Showing 26 changed files with 90 additions and 2,829 deletions.
diff --git a/.github/workflows/go.yml b/.github/workflows/go.yml
@@ -15,8 +15,8 @@ jobs:
     strategy:
       max-parallel: 4
       matrix:
-        go-version: [1.13.x, 1.12.x]
-        os: [ubuntu-latest, windows-latest]
+        go-version: [1.16.x, 1.15.x, 1.14.x]
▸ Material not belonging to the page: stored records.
//! Property-style invariants for resize coalescing.
//!
//! Random event streams are pushed through the public coalescer API and the
//! suite asserts the two observable guarantees: the released resize is
//! always the most recently pushed one, and non-resize events are never
//! absorbed or reordered past the pending slot.

use proptest::prelude::*;
use viewfit_core::coalescer::ResizeCoalescer;
use viewfit_core::event::ViewportEvent;
use web_time::{Duration, Instant};

fn arb_event() -> impl Strategy<Value = ViewportEvent> {
    prop_oneof![
        4 => (100.0f64..4000.0, 100.0f64..4000.0)
            .prop_map(|(width, height)| ViewportEvent::Resize { width, height }),
        1 => Just(ViewportEvent::Mounted),
        1 => Just(ViewportEvent::ContentChanged),
        1 => (10.0f64..5000.0).prop_map(|height| ViewportEvent::ContentMeasured { height }),
    ]
}

proptest! {
    #[test]
    fn flush_releases_exactly_the_latest_resize(events in prop::collection::vec(arb_event(), 1..64)) {
        let mut coalescer = ResizeCoalescer::new(Duration::from_millis(50));
        let t0 = Instant::now();

        let mut last_resize = None;
        for (i, event) in events.iter().enumerate() {
            let now = t0 + Duration::from_millis(i as u64);
            let out = coalescer.push(*event, now);
            if event.is_resize() {
                prop_assert!(out.is_none(), "resize must be absorbed");
                last_resize = Some(*event);
            } else {
                prop_assert_eq!(out, Some(*event), "non-resize must pass through");
            }
        }

        prop_assert_eq!(coalescer.flush(), last_resize);
        prop_assert!(!coalescer.has_pending());
    }

    #[test]
    fn poll_before_deadline_never_releases(
        sizes in prop::collection::vec((100.0f64..4000.0, 100.0f64..4000.0), 1..32),
        gap_ms in 0u64..49,
    ) {
        let mut coalescer = ResizeCoalescer::new(Duration::from_millis(50));
        let t0 = Instant::now();

        let mut now = t0;
        for &(width, height) in &sizes {
            coalescer.push(ViewportEvent::Resize { width, height }, now);
            // Always strictly inside the quiet period of the latest push.
            prop_assert!(coalescer.poll(now + Duration::from_millis(gap_ms)).is_none());
            now += Duration::from_millis(1);
        }

        // Past the final deadline the latest size is released.
        let (width, height) = *sizes.last().unwrap();
        let settled = coalescer.poll(now + Duration::from_millis(50));
        prop_assert_eq!(settled, Some(ViewportEvent::Resize { width, height }));
    }

    #[test]
    fn disabled_coalescer_is_transparent(events in prop::collection::vec(arb_event(), 0..32)) {
        let mut coalescer = ResizeCoalescer::disabled();
        let t0 = Instant::now();

        for event in &events {
            prop_assert_eq!(coalescer.push(*event, t0), Some(*event));
        }
        prop_assert!(coalescer.flush().is_none());
    }
}
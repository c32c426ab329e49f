//! End-to-end lifecycle: source -> subscription -> controller.
//!
//! Wires a shared viewport source through a resize watcher into a fit
//! controller, the way a page component would, and checks the two
//! lifecycle guarantees: viewport changes reach the placement, and a torn
//! down watcher never fires again.

use std::sync::Arc;
use std::thread;

use viewfit_core::geometry::{Insets, Size};
use viewfit_layout::fit::FitPolicy;
use viewfit_runtime::{
    FitConfig, FitController, SubscriptionManager, SurfaceSpec, WatchResize,
};
use web_time::{Duration, Instant};

const FRAME: Size = Size::new(1512.0, 982.0);
const CHROME: Insets = Insets::new(73.0, 0.0, 0.0, 293.0);

fn pump(mgr: &SubscriptionManager, controller: &mut FitController) {
    for event in mgr.drain_events() {
        controller.handle(event, Instant::now());
    }
    controller.flush();
}

#[test]
fn resize_flows_from_source_to_placement() {
    let source = viewfit_runtime::SharedViewport::new(Size::new(1280.0, 720.0));
    let mut mgr = SubscriptionManager::new();
    mgr.reconcile(vec![Box::new(WatchResize::new(
        1,
        Duration::from_millis(5),
        Arc::new(source.clone()),
    ))]);

    let config = FitConfig::new(SurfaceSpec::Authored(FRAME), FitPolicy::ShrinkToFitBoth)
        .insets(CHROME);
    let mut controller = FitController::new(config).unwrap();

    // Initial observation delivers the starting viewport.
    thread::sleep(std::time::Duration::from_millis(40));
    pump(&mgr, &mut controller);
    assert_eq!(controller.result().scale, 987.0 / 1512.0);

    // Grow the viewport past the frame: the placement settles at 1.0.
    source.set_size(Size::new(1920.0, 1080.0));
    thread::sleep(std::time::Duration::from_millis(40));
    pump(&mgr, &mut controller);
    assert_eq!(controller.result().scale, 1.0);
}

#[test]
fn unmounted_watcher_never_updates_placement() {
    let source = viewfit_runtime::SharedViewport::new(Size::new(1280.0, 720.0));
    let mut mgr = SubscriptionManager::new();
    mgr.reconcile(vec![Box::new(WatchResize::new(
        1,
        Duration::from_millis(5),
        Arc::new(source.clone()),
    ))]);

    let config = FitConfig::new(SurfaceSpec::Authored(FRAME), FitPolicy::ShrinkToFitBoth)
        .insets(CHROME);
    let mut controller = FitController::new(config).unwrap();

    thread::sleep(std::time::Duration::from_millis(40));
    pump(&mgr, &mut controller);
    let mounted = controller.result();

    // Tear down the page's listener, then resize: the stale watcher must
    // not fire, so the placement is frozen at its last value.
    mgr.reconcile(vec![]);
    let _ = mgr.drain_events();

    source.set_size(Size::new(640.0, 480.0));
    thread::sleep(std::time::Duration::from_millis(40));
    pump(&mgr, &mut controller);
    assert_eq!(controller.result(), mounted);
}

#[test]
fn manager_drop_releases_listeners() {
    let source = viewfit_runtime::SharedViewport::new(Size::new(1280.0, 720.0));
    let mgr = {
        let mut mgr = SubscriptionManager::new();
        mgr.reconcile(vec![Box::new(WatchResize::new(
            1,
            Duration::from_millis(5),
            Arc::new(source.clone()),
        ))]);
        thread::sleep(std::time::Duration::from_millis(40));
        mgr.stop_all();
        mgr
    };
    assert_eq!(mgr.active_count(), 0);
    drop(mgr);

    // Nothing left running to observe this.
    source.set_size(Size::new(640.0, 480.0));
}
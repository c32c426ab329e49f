#![forbid(unsafe_code)]

//! viewfit public facade crate.
//!
//! This crate provides the stable, ergonomic surface area for users. It
//! re-exports common types from the internal crates and offers a
//! lightweight prelude for day-to-day usage.
//!
//! # Example
//!
//! ```
//! use viewfit::prelude::*;
//! use web_time::Instant;
//!
//! fn place() -> viewfit::Result<FitResult> {
//!     let config = FitConfig::new(
//!         SurfaceSpec::Authored(Size::new(1512.0, 982.0)),
//!         FitPolicy::ShrinkToFitBoth,
//!     )
//!     .insets(Insets::new(73.0, 0.0, 0.0, 293.0));
//!
//!     let mut controller = FitController::new(config)?;
//!     controller.handle(
//!         ViewportEvent::Resize { width: 1280.0, height: 720.0 },
//!         Instant::now(),
//!     );
//!     Ok(controller.flush().unwrap_or(controller.result()))
//! }
//!
//! assert!(place().unwrap().scale < 1.0);
//! ```

use std::fmt;

// --- Core re-exports -------------------------------------------------------

pub use viewfit_core::coalescer::{DEFAULT_QUIET_PERIOD, ResizeCoalescer};
pub use viewfit_core::event::ViewportEvent;
pub use viewfit_core::geometry::{Insets, Point, Rect, Size, Viewport};

// --- Layout re-exports -----------------------------------------------------

pub use viewfit_layout::fit::{Anchor, FitPolicy, FitResult, Surface, compute_fit};
pub use viewfit_layout::strategy::{ContentFitScaler, FixedCanvasPositioner, FrameFitScaler};

// --- Runtime re-exports ----------------------------------------------------

pub use viewfit_runtime::controller::{FitConfig, FitConfigError, FitController, SurfaceSpec};
pub use viewfit_runtime::source::{ContentMeasure, SharedMeasure, SharedViewport, ViewportSource};
pub use viewfit_runtime::subscription::{
    MockSubscription, StopSignal, SubId, Subscription, SubscriptionManager, WatchResize,
};

// --- Errors ---------------------------------------------------------------

/// Top-level error type for viewfit apps.
#[derive(Debug)]
pub enum Error {
    /// Rejected fit configuration.
    Config(FitConfigError),
}

impl fmt::Display for Error {
    fn fmt(&self, f: &mut fmt::Formatter<'_>) -> fmt::Result {
        match self {
            Self::Config(err) => write!(f, "{err}"),
        }
    }
}

impl std::error::Error for Error {
    fn source(&self) -> Option<&(dyn std::error::Error + 'static)> {
        match self {
            Self::Config(err) => Some(err),
        }
    }
}

impl From<FitConfigError> for Error {
    fn from(err: FitConfigError) -> Self {
        Self::Config(err)
    }
}

/// Standard result type for viewfit APIs.
pub type Result<T> = std::result::Result<T, Error>;

// --- Prelude ---------------------------------------------------------------

/// Commonly used types, importable in one line.
pub mod prelude {
    pub use crate::{
        Anchor, ContentFitScaler, ContentMeasure, FitConfig, FitController, FitPolicy, FitResult,
        FixedCanvasPositioner, FrameFitScaler, Insets, Point, Size, Surface, SurfaceSpec,
        Viewport, ViewportEvent, compute_fit,
    };
}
+        os: [ubuntu-latest, windows-latest, macos-latest]
     steps:
     - name: Set up Go ${{ matrix.go-version }}
       uses: actions/setup-go@v1
@@ -30,6 +30,9 @@ jobs:
     - name: Build on ${{ matrix.os }}
       if: matrix.os == 'windows-latest'
       run: go test -race -v ./...
+    - name: Build on ${{ matrix.os }}
+      if: matrix.os == 'macos-latest'
+      run: go test -race -v ./...
     - name: Build on ${{ matrix.os }}      
       if: matrix.os == 'ubuntu-latest'
       run: |

diff --git a/README.md b/README.md
@@ -1,14 +1,18 @@
 # sha256-simd
 
-Accelerate SHA256 computations in pure Go using AVX512, SHA Extensions and AVX2 for Intel and ARM64 for ARM. On AVX512 it provides an up to 8x improvement (over 3 GB/s per core) in comparison to AVX2. SHA Extensions give a performance boost of close to 4x over AVX2.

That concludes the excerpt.